▶ [YOUR TASK]
Within the material below, locate the line with "filename src/lib.rs" and the line with "tags are kept.", then return those two lines and all lines between them, exactly as written.

▶ [PROVIDED INFORMATION]
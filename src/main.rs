//! gistport - GitHub gists to snippet library migration
//!
//! Reads GITHUB_TOKEN and GITHUB_USERNAME from the environment (or `.env`),
//! converts every gist of the user and writes the resulting database to
//! `db.json`. Run `gistport help` for the other commands.

use color_eyre::Result;
use color_eyre::eyre::eyre;

use gistport::{cli, logging};

/// Application entry point and initialization
#[tokio::main]
async fn main() -> Result<()> {
    color_eyre::install()?;
    dotenvy::dotenv().ok();
    logging::init();

    let args: Vec<String> = std::env::args().skip(1).collect();

    cli::execute_cli(&args)
        .await
        .map_err(|e| eyre!("{:#}", e))
}
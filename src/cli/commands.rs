use anyhow::Result;
use colored::Colorize;
use tracing::info;

use crate::config::{self, Config};
use crate::github::GithubClient;
use crate::migrate::run_migration;
use crate::models::StorageManager;

/// Runs the full migration for `username`, or the configured user
pub async fn run(username: Option<&str>) -> Result<()> {
    let config = Config::from_env()?;
    let username = config.username(username)?;
    let catalog = config.load_catalog()?;
    info!("Loaded {} languages", catalog.len());

    let client = GithubClient::new(&config.api_url, &config.github_token)?;
    let storage = StorageManager::new(&config.output_file);

    info!("Migrating gists of {}", username);
    let summary = run_migration(&client, &catalog, &username, &storage).await?;

    println!(
        "{}  {} folders, {} tags, {} snippets written to {}",
        "┃".bright_magenta(),
        summary.folders.to_string().yellow(),
        summary.tags.to_string().yellow(),
        summary.snippets.to_string().yellow(),
        summary.destination.bright_white()
    );

    Ok(())
}

/// Prints the language each filename resolves to
pub fn show_languages(filenames: &[String]) -> Result<()> {
    let catalog = config::load_catalog(config::languages_file_from_env().as_deref())?;

    for filename in filenames {
        let language = catalog.resolve(filename);
        println!(
            "{}  {:<30} {} ({})",
            "┃".bright_magenta(),
            filename.bright_white(),
            language.name.bold(),
            language.extension
        );
    }

    Ok(())
}
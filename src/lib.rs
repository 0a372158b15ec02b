//! gistport - GitHub gists to snippet library migration
//!
//! Pages through a user's gists, turns every gist into a snippet grouped in
//! a folder per inferred language, collects the tags found in descriptions,
//! and writes everything out as a single JSON database.

pub mod cli;
pub mod config;
pub mod convert;
pub mod github;
pub mod logging;
pub mod migrate;
pub mod models;

pub use config::Config;
pub use convert::{GistConverter, ParsedDescription, parse_description};
pub use github::{Gist, GistApi, GithubClient};
pub use migrate::{MigrationSummary, collect_snippets, run_migration};
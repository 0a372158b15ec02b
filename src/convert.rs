//! Turning gists into snippets

use anyhow::{Context, Result};
use once_cell::sync::Lazy;
use regex::Regex;
use serde_json::Value;
use tracing::{debug, error, info};

use crate::github::{Gist, GistApi};
use crate::models::{LanguageCatalog, Snippet, SnippetContent, SnippetDatabase, id, now_millis};

// ASCII word characters only
static TAG_PATTERN: Lazy<Regex> =
    Lazy::new(|| Regex::new(r"#([A-Za-z0-9_]+)").expect("tag pattern is valid"));

/// Name and tags parsed out of a gist description
#[derive(Debug, Clone, PartialEq, Eq)]
pub struct ParsedDescription {
    pub name: String,
    pub tags: Vec<String>,
}

/// Splits a description like `"Retry helper #rust #async"` into its name
/// (everything before the first `#`, trimmed) and its tags in order of
/// appearance. Repeated tags are kept.
pub fn parse_description(description: &str) -> ParsedDescription {
    let name = match description.find('#') {
        Some(pos) => &description[..pos],
        None => description,
    };

    let tags = TAG_PATTERN
        .captures_iter(description)
        .map(|caps| caps[1].to_string())
        .collect();

    ParsedDescription {
        name: name.trim().to_string(),
        tags,
    }
}

/// Converts gists one at a time, registering folders and tags as it goes
pub struct GistConverter<'a, A: GistApi + ?Sized> {
    api: &'a A,
    catalog: &'a LanguageCatalog,
}

impl<'a, A: GistApi + ?Sized> GistConverter<'a, A> {
    pub fn new(api: &'a A, catalog: &'a LanguageCatalog) -> Self {
        Self { api, catalog }
    }

    /// Converts one entry of a listing page, returning `None` when it has no
    /// downloadable files or when anything goes wrong (including an entry
    /// that doesn't decode). Failures are logged and leave `db` untouched.
    pub async fn convert(&self, raw: &Value, db: &mut SnippetDatabase) -> Option<Snippet> {
        let result = match Gist::from_value(raw) {
            Ok(gist) => self.try_convert(&gist, db).await,
            Err(e) => Err(e),
        };
        self.report(Gist::id_or_unknown(raw), result)
    }

    /// Same as [`convert`](Self::convert) for an already decoded gist
    pub async fn convert_gist(&self, gist: &Gist, db: &mut SnippetDatabase) -> Option<Snippet> {
        let result = self.try_convert(gist, db).await;
        self.report(gist.id.as_deref().unwrap_or("<unknown>"), result)
    }

    fn report(&self, gist_id: &str, result: Result<Option<Snippet>>) -> Option<Snippet> {
        match result {
            Ok(Some(snippet)) => {
                info!("Snippet \"{}\" converted", snippet.name);
                Some(snippet)
            }
            Ok(None) => {
                debug!("Gist {} has no downloadable files, skipping", gist_id);
                None
            }
            Err(e) => {
                error!("Error converting gist {} to snippet: {:#}", gist_id, e);
                None
            }
        }
    }

    async fn try_convert(&self, gist: &Gist, db: &mut SnippetDatabase) -> Result<Option<Snippet>> {
        let description = gist.description()?;
        let parsed = parse_description(description);

        let mut content = Vec::new();
        for (filename, file) in gist.files.iter() {
            let Some(raw_url) = file.raw_url.as_deref() else {
                debug!("File {} has no raw URL", filename);
                continue;
            };

            let value = self
                .api
                .fetch_raw(raw_url)
                .await
                .with_context(|| format!("Failed to fetch content of {filename}"))?;

            content.push(SnippetContent::new(
                filename.to_string(),
                file.language.as_deref(),
                value,
            ));
        }

        let Some(first) = content.first() else {
            return Ok(None);
        };

        // Everything fallible happens before the registries are touched
        let created_at = gist.created_at_millis()?;
        let updated_at = gist.updated_at_millis()?.unwrap_or_else(now_millis);

        let language = self.catalog.resolve(&first.label);
        let folder_id = db.folders.get_or_create_folder(&language);
        let tags_ids = parsed
            .tags
            .iter()
            .map(|tag| db.tags.get_or_create_tag(tag))
            .collect();

        Ok(Some(Snippet {
            id: id::snippet_id(),
            is_deleted: false,
            is_favorites: false,
            folder_id,
            tags_ids,
            description: description.to_string(),
            name: parsed.name,
            content,
            created_at,
            updated_at,
        }))
    }
}
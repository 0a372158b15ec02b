use serde::{Deserialize, Serialize};

/// Language recorded for files whose gist entry declares none
pub const PLAIN_TEXT_LANGUAGE: &str = "plain_text";

#[derive(Debug, Clone, PartialEq, Eq, Serialize, Deserialize)]
#[serde(rename_all = "camelCase")]
pub struct Snippet {
    pub id: String,
    pub is_deleted: bool,
    pub is_favorites: bool,
    pub folder_id: String,
    pub tags_ids: Vec<String>,
    pub description: String,
    pub name: String,
    pub content: Vec<SnippetContent>,
    pub created_at: i64,
    pub updated_at: i64,
}

/// One file of a snippet
#[derive(Debug, Clone, PartialEq, Eq, Serialize, Deserialize)]
pub struct SnippetContent {
    /// Original filename
    pub label: String,
    pub language: String,
    pub value: String,
}

impl SnippetContent {
    /// Builds a content entry, lowercasing the declared language or
    /// falling back to plain text when there is none
    pub fn new(label: String, declared_language: Option<&str>, value: String) -> Self {
        let language = match declared_language {
            Some(lang) if !lang.is_empty() => lang.to_lowercase(),
            _ => PLAIN_TEXT_LANGUAGE.to_string(),
        };

        Self {
            label,
            language,
            value,
        }
    }
}

#[cfg(test)]
mod tests {
    use super::*;

    #[test]
    fn declared_language_is_lowercased() {
        let content = SnippetContent::new("a.py".into(), Some("Python"), "x".into());
        assert_eq!(content.language, "python");
    }

    #[test]
    fn declared_language_is_not_trimmed() {
        let content = SnippetContent::new("a.rs".into(), Some(" Rust "), "x".into());
        assert_eq!(content.language, " rust ");
    }

    #[test]
    fn missing_language_is_plain_text() {
        assert_eq!(
            SnippetContent::new("a".into(), None, String::new()).language,
            PLAIN_TEXT_LANGUAGE
        );
        assert_eq!(
            SnippetContent::new("a".into(), Some(""), String::new()).language,
            PLAIN_TEXT_LANGUAGE
        );
    }

    #[test]
    fn snippet_uses_camel_case_keys() {
        let snippet = Snippet {
            id: "0123".into(),
            is_deleted: false,
            is_favorites: false,
            folder_id: "f".into(),
            tags_ids: vec!["t".into()],
            description: "Hello #demo".into(),
            name: "Hello".into(),
            content: vec![],
            created_at: 10,
            updated_at: 20,
        };

        let json = serde_json::to_value(&snippet).unwrap();
        for key in [
            "isDeleted",
            "isFavorites",
            "folderId",
            "tagsIds",
            "createdAt",
            "updatedAt",
        ] {
            assert!(json.get(key).is_some(), "missing {key}");
        }
    }
}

▶ [RESPONSE BOX]
filename src/lib.rs
repository 0a372158b15ec02b
//! gistport - GitHub gists to snippet library migration
//!
//! Pages through a user's gists, turns every gist into a snippet grouped in
//! a folder per inferred language, collects the tags found in descriptions,
//! and writes everything out as a single JSON database.

pub mod cli;
pub mod config;
pub mod convert;
pub mod github;
pub mod logging;
pub mod migrate;
pub mod models;

pub use config::Config;
pub use convert::{GistConverter, ParsedDescription, parse_description};
pub use github::{Gist, GistApi, GithubClient};
pub use migrate::{MigrationSummary, collect_snippets, run_migration};
repository 0a372158b15ec02b
filename src/convert.rs
//! Turning gists into snippets

use anyhow::{Context, Result};
use once_cell::sync::Lazy;
use regex::Regex;
use serde_json::Value;
use tracing::{debug, error, info};

use crate::github::{Gist, GistApi};
use crate::models::{LanguageCatalog, Snippet, SnippetContent, SnippetDatabase, id, now_millis};

// ASCII word characters only
static TAG_PATTERN: Lazy<Regex> =
    Lazy::new(|| Regex::new(r"#([A-Za-z0-9_]+)").expect("tag pattern is valid"));

/// Name and tags parsed out of a gist description
#[derive(Debug, Clone, PartialEq, Eq)]
pub struct ParsedDescription {
    pub name: String,
    pub tags: Vec<String>,
}

/// Splits a description like `"Retry helper #rust #async"` into its name
/// (everything before the first `#`, trimmed) and its tags in order of
/// appearance. Repeated tags are kept.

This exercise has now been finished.